I disagree with the above. I had that exact bike, serial number indicates 2005.

The stem you have is MORE rigid, it is one piece, tapered chrome-moly steel, and well braced at the base. The later *telescoping* (height adjustable) stems have a good base of forged aluminum, but the telescoping clamp joint at the upper (smaller diameter) stem section is where you will get more lateral flex. This is why (I think) the Dahon Speed TR (touring) used the old stem, because with touring loads, handlebar forces when climbing will be greater. The rigid stem is the same height as the telescoping stem when all the way up, so if you like your handlebars in that position, the telescoping stem is no advantage, except if you have clip-on aero-bars, when swiveled up to fold, those can drag on ground when folded, unless you can shorten your stem to compensate.

Misalignment of handlebars is easily corrected; Loosen clamp bolt at base of handlebar stem, realign, tighten. Perceived looseness at handlbars, rocking, can also be loose heaset adjustment; Fold handbar stem, loosen clamp bolt at base as noted above, *barely* tighten very large center bolt above head tube (I think 10mm? allen), only enough to take out slack, overtightening will brinell (dent) the headset cups and steering will be lumpy. Retighten clamp bolt, bring stem back up. That over-center clamp that holds the stem up is adjustable, needs to be tight to not rock, just loose enough for you to easily undo it.

Handebar rocking sensation can also be loose main frame folding joint, that is also adjustable, needs to be tight, and I recommend also putting a locknut on adjustment so it stays put, otherwise you will be adjusting it monthly.

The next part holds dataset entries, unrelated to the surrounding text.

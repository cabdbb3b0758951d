#![forbid(unsafe_code)]

//! Re-runnable computations with tracked dependencies.
//!
//! A [`ReactiveEffect`] owns a computation (`FnMut() -> Value`). `run()`
//! prunes every dependency registered by the previous run, marks the effect
//! active on the tracking stack (nested runs nest; the previous entry is
//! restored on completion, panic included), and executes the computation.
//! Reads performed inside re-populate the dependency set.
//!
//! When a dependency notifies a live effect, its custom scheduler callback is
//! invoked if present (typically "enqueue my job"), otherwise the effect
//! re-runs synchronously.
//!
//! `stop()` permanently excludes the effect from notification: it prunes all
//! dependent-set entries and fires the cleanup hook once. A stopped effect
//! may still be run manually, but registers nothing.
//!
//! Dropping the last [`ReactiveEffect`] handle stops the effect and releases
//! its arena slot.

use serde_json::Value;
use smallvec::SmallVec;

use crate::registry::{
    EffectId, EffectSlot, TrackGuard, effect_is_running, insert_effect, next_generation,
    release_effect_if_unused, with_effect_slot, with_observable_slot,
};
use crate::scope;

/// A unit of re-runnable computation with a recomputed dependency set.
#[derive(Debug)]
pub struct ReactiveEffect {
    id: EffectId,
}

impl ReactiveEffect {
    /// Create an effect. The computation does not run until [`run`] is
    /// called. If an [`EffectScope`](crate::EffectScope) is active, the
    /// effect is recorded on it for grouped teardown.
    pub fn new(computation: impl FnMut() -> Value + 'static) -> Self {
        let id = insert_effect(EffectSlot {
            generation: next_generation(),
            computation: Some(Box::new(computation)),
            scheduler: None,
            on_stop: None,
            active: true,
            running: false,
            handles: 1,
            deps: SmallVec::new(),
        });
        scope::record_effect(id);
        Self { id }
    }

    /// Install the custom scheduler callback invoked when a dependency
    /// notifies this effect (instead of a synchronous re-run).
    pub fn set_scheduler(&self, scheduler: impl Fn() + 'static) {
        // A replaced closure drops after the arena borrow ends: it may own
        // reactive handles whose Drop re-enters the arena.
        let previous =
            with_effect_slot(self.id, |slot| slot.scheduler.replace(Box::new(scheduler)));
        drop(previous);
    }

    /// Install the cleanup hook fired exactly once when the effect stops.
    pub fn set_on_stop(&self, on_stop: impl FnOnce() + 'static) {
        let previous = with_effect_slot(self.id, |slot| slot.on_stop.replace(Box::new(on_stop)));
        drop(previous);
    }

    /// Run the computation, re-collecting dependencies (unless stopped).
    pub fn run(&self) -> Value {
        run_effect(self.id)
    }

    /// Permanently exclude this effect from notification and fire its
    /// cleanup hook. Idempotent.
    pub fn stop(&self) {
        stop_effect(self.id);
    }

    /// False once stopped.
    pub fn is_active(&self) -> bool {
        with_effect_slot(self.id, |slot| slot.active).unwrap_or(false)
    }

    /// A non-owning reference, safe to store inside scheduler jobs without
    /// keeping the effect alive.
    pub fn downgrade(&self) -> WeakEffect {
        WeakEffect { id: self.id }
    }

    pub(crate) fn raw_id(&self) -> EffectId {
        self.id
    }
}

impl Clone for ReactiveEffect {
    fn clone(&self) -> Self {
        with_effect_slot(self.id, |slot| slot.handles += 1);
        Self { id: self.id }
    }
}

impl Drop for ReactiveEffect {
    fn drop(&mut self) {
        let last = with_effect_slot(self.id, |slot| {
            slot.handles = slot.handles.saturating_sub(1);
            slot.handles == 0
        })
        .unwrap_or(false);
        if last {
            stop_effect(self.id);
            release_effect_if_unused(self.id);
        }
    }
}

/// Non-owning handle to an effect. All operations are no-ops once the last
/// strong handle has dropped.
#[derive(Copy, Clone, Debug)]
pub struct WeakEffect {
    id: EffectId,
}

impl WeakEffect {
    /// Run the effect if it still exists; `Null` otherwise.
    pub fn run(&self) -> Value {
        run_effect(self.id)
    }

    /// True while the effect exists and has not been stopped.
    pub fn is_active(&self) -> bool {
        with_effect_slot(self.id, |slot| slot.active).unwrap_or(false)
    }
}

/// Run a closure with dependency tracking suppressed: reads inside do not
/// register the enclosing effect.
pub fn untracked<R>(f: impl FnOnce() -> R) -> R {
    let _guard = TrackGuard::enter(None);
    f()
}

/// Restores the computation into its slot when a run completes, panic
/// included, then releases the slot if the last handle dropped mid-run.
struct RestoreComputation {
    id: EffectId,
    computation: Option<Box<dyn FnMut() -> Value>>,
}

impl Drop for RestoreComputation {
    fn drop(&mut self) {
        let computation = self.computation.take();
        with_effect_slot(self.id, |slot| {
            slot.computation = computation;
            slot.running = false;
        });
        release_effect_if_unused(self.id);
    }
}

pub(crate) fn run_effect(id: EffectId) -> Value {
    let active = match with_effect_slot(id, |slot| slot.active) {
        Some(active) => active,
        None => return Value::Null,
    };
    if active {
        cleanup_effect(id);
    }
    // Check the computation out of the arena so user code runs without any
    // outstanding borrow.
    let Some(computation) = with_effect_slot(id, |slot| {
        slot.computation.take().inspect(|_| slot.running = true)
    })
    .flatten() else {
        // Mid-run re-entrant invocation; nothing to do.
        return Value::Null;
    };
    let mut restore = RestoreComputation {
        id,
        computation: Some(computation),
    };
    let _guard = active.then(|| TrackGuard::enter(Some(id)));
    (restore
        .computation
        .as_mut()
        .expect("computation set just above"))()
}

pub(crate) fn stop_effect(id: EffectId) {
    let was_active = with_effect_slot(id, |slot| {
        let was_active = slot.active;
        slot.active = false;
        was_active
    })
    .unwrap_or(false);
    if !was_active {
        return;
    }
    cleanup_effect(id);
    let on_stop = with_effect_slot(id, |slot| slot.on_stop.take()).flatten();
    if let Some(on_stop) = on_stop {
        on_stop();
    }
}

/// Remove this effect from every dependent set it registered in and clear
/// its recorded dependency list.
pub(crate) fn cleanup_effect(id: EffectId) {
    let deps = with_effect_slot(id, |slot| std::mem::take(&mut slot.deps)).unwrap_or_default();
    for (observable, path) in deps {
        with_observable_slot(observable, |slot| {
            if let Some(dependents) = slot.deps.get_mut(&path) {
                dependents.remove(&id);
                if dependents.is_empty() {
                    slot.deps.remove(&path);
                }
            }
        });
    }
}

/// Notify a batch of effects in ascending creation order.
///
/// Stopped or released effects are skipped, as is any effect currently on
/// the tracking stack (a computation mutating its own dependency must not
/// retrigger itself synchronously). Each effect's custom scheduler runs if
/// present; otherwise the effect re-runs immediately.
pub(crate) fn trigger_effects(mut ids: Vec<EffectId>) {
    ids.sort_unstable();
    ids.dedup();
    for id in ids {
        if effect_is_running(id) {
            continue;
        }
        if !with_effect_slot(id, |slot| slot.active).unwrap_or(false) {
            continue;
        }
        let scheduler = with_effect_slot(id, |slot| slot.scheduler.take()).flatten();
        match scheduler {
            Some(scheduler) => {
                scheduler();
                // Put the scheduler back unless a new one was installed
                // mid-call; either way the displaced closure (and, if the
                // slot is gone, this one) drops outside the arena borrow.
                let mut scheduler = Some(scheduler);
                let superseded = with_effect_slot(id, |slot| {
                    if slot.scheduler.is_none() {
                        slot.scheduler = scheduler.take();
                        None
                    } else {
                        scheduler.take()
                    }
                })
                .flatten();
                drop(superseded);
                drop(scheduler);
            }
            None => {
                run_effect(id);
            }
        }
    }
}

If you change the stem to the later telescoping one, there can be a compatibility issue: Your rigid stem has more of the fork steering tube sticking up to clamp around, the later telescoping ones used less tube sticking up; As a result, when I swapped out my frame (newer frame had telescoping stem) due to the problem noted below, but kept my older (more rigid) stem setup, I needed to also use the older fork.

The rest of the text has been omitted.